Task objective
Read the entries below and pull out each line with the string "iter".

Data entries:
+ + + + + + +

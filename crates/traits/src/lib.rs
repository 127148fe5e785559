pub mod render;
pub mod resource;
pub mod template;

pub use render::{Composition, EngineError, MediaType, RenderEngine, ResolvedStylesheet};
pub use resource::{InMemoryResourceProvider, ResourceError, ResourceProvider, SharedResourceData};
pub use template::{TemplateEngine, TemplateError};
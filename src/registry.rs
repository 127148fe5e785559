//! Document registry: identifier → handler mapping and route derivation.
//!
//! The registry is populated once at startup (usually via
//! [`crate::discovery::autodiscover`]) and read-only afterwards. Mutation
//! takes `&mut self`, so steady-state request handling shares the registry
//! freely while the borrow checker rules out concurrent registration.

use indexmap::IndexMap;
use log::debug;
use std::fmt;
use std::sync::Arc;
use thiserror::Error;

use crate::document::DocumentHandler;

#[derive(Error, Debug)]
pub enum RegistryError {
    #[error("the document '{0}' is already registered")]
    AlreadyRegistered(String),
    #[error("the document '{0}' is not registered")]
    NotRegistered(String),
    #[error("the document '{name}' is not a valid document handler: {reason}")]
    InvalidHandler { name: String, reason: String },
}

/// A routable entry derived from a registered handler.
#[derive(Clone)]
pub struct Route {
    /// The registry identifier the handler is stored under.
    pub identifier: String,
    /// Endpoint pattern derived from the descriptor's route name.
    pub pattern: String,
    pub handler: Arc<dyn DocumentHandler>,
}

/// In-memory mapping of document identifiers to handlers.
///
/// Identifiers are unique across the registry. Route names are not — whether
/// two documents may share one is the external router's concern. Entries keep
/// registration order so route enumeration is deterministic.
pub struct DocumentRegistry {
    name: String,
    entries: IndexMap<String, Arc<dyn DocumentHandler>>,
}

impl DocumentRegistry {
    pub fn new() -> Self {
        Self::with_name("documents")
    }

    /// A registry with a custom namespace name, surfaced next to its routes
    /// when several registries coexist in one application.
    pub fn with_name(name: impl Into<String>) -> Self {
        DocumentRegistry {
            name: name.into(),
            entries: IndexMap::new(),
        }
    }

    pub fn name(&self) -> &str {
        &self.name
    }

    /// Effective registry key: explicit name, else the descriptor's declared
    /// name, else the handler's type name.
    fn effective_name(handler: &dyn DocumentHandler, explicit: Option<&str>) -> String {
        if let Some(name) = explicit {
            return name.to_string();
        }
        match &handler.descriptor().name {
            Some(name) => name.clone(),
            None => handler.type_name().to_string(),
        }
    }

    fn validate(name: &str, handler: &dyn DocumentHandler) -> Result<(), RegistryError> {
        let descriptor = handler.descriptor();
        if descriptor.template.is_empty() {
            return Err(RegistryError::InvalidHandler {
                name: name.to_string(),
                reason: "empty template reference".to_string(),
            });
        }
        if descriptor.route_name.is_empty() {
            return Err(RegistryError::InvalidHandler {
                name: name.to_string(),
                reason: "empty route name".to_string(),
            });
        }
        Ok(())
    }

    /// Register a handler, optionally under an explicit name.
    ///
    /// All checks run before any mutation; a failed registration leaves the
    /// registry exactly as it was.
    pub fn register(
        &mut self,
        handler: Arc<dyn DocumentHandler>,
        name: Option<&str>,
    ) -> Result<(), RegistryError> {
        let key = Self::effective_name(handler.as_ref(), name);
        if self.entries.contains_key(&key) {
            return Err(RegistryError::AlreadyRegistered(key));
        }
        Self::validate(&key, handler.as_ref())?;

        debug!("registering document '{}'", key);
        self.entries.insert(key, handler);
        Ok(())
    }

    /// Remove a handler, optionally by explicit name.
    ///
    /// Fails with [`RegistryError::NotRegistered`] when the name is absent
    /// *or* when the stored handler is not the one passed in — unregistering
    /// through a name someone else now owns must not remove their entry.
    pub fn unregister(
        &mut self,
        handler: &Arc<dyn DocumentHandler>,
        name: Option<&str>,
    ) -> Result<(), RegistryError> {
        let key = Self::effective_name(handler.as_ref(), name);
        match self.entries.get(&key) {
            None => Err(RegistryError::NotRegistered(key)),
            Some(stored) if !Arc::ptr_eq(stored, handler) => {
                Err(RegistryError::NotRegistered(key))
            }
            Some(_) => {
                debug!("unregistering document '{}'", key);
                self.entries.shift_remove(&key);
                Ok(())
            }
        }
    }

    pub fn get(&self, name: &str) -> Option<&Arc<dyn DocumentHandler>> {
        self.entries.get(name)
    }

    pub fn contains(&self, name: &str) -> bool {
        self.entries.contains_key(name)
    }

    pub fn len(&self) -> usize {
        self.entries.len()
    }

    pub fn is_empty(&self) -> bool {
        self.entries.is_empty()
    }

    /// Registered documents, in registration order.
    pub fn iter(&self) -> impl Iterator<Item = (&str, &Arc<dyn DocumentHandler>)> {
        self.entries.iter().map(|(k, v)| (k.as_str(), v))
    }

    /// Routable entries, in registration order. The pattern comes from each
    /// descriptor's route name, not from the registry identifier.
    pub fn routes(&self) -> Vec<Route> {
        self.entries
            .iter()
            .map(|(identifier, handler)| Route {
                identifier: identifier.clone(),
                pattern: format!("/{}/", handler.descriptor().route_name),
                handler: Arc::clone(handler),
            })
            .collect()
    }
}

impl Default for DocumentRegistry {
    fn default() -> Self {
        Self::new()
    }
}

impl fmt::Debug for DocumentRegistry {
    fn fmt(&self, f: &mut fmt::Formatter<'_>) -> fmt::Result {
        f.debug_struct("DocumentRegistry")
            .field("name", &self.name)
            .field("documents", &self.entries.keys().collect::<Vec<_>>())
            .finish()
    }
}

+ + + + + + +

Response below
    pub fn iter(&self) -> impl Iterator<Item = (&str, &Arc<dyn DocumentHandler>)> {
        self.entries.iter().map(|(k, v)| (k.as_str(), v))
            .iter()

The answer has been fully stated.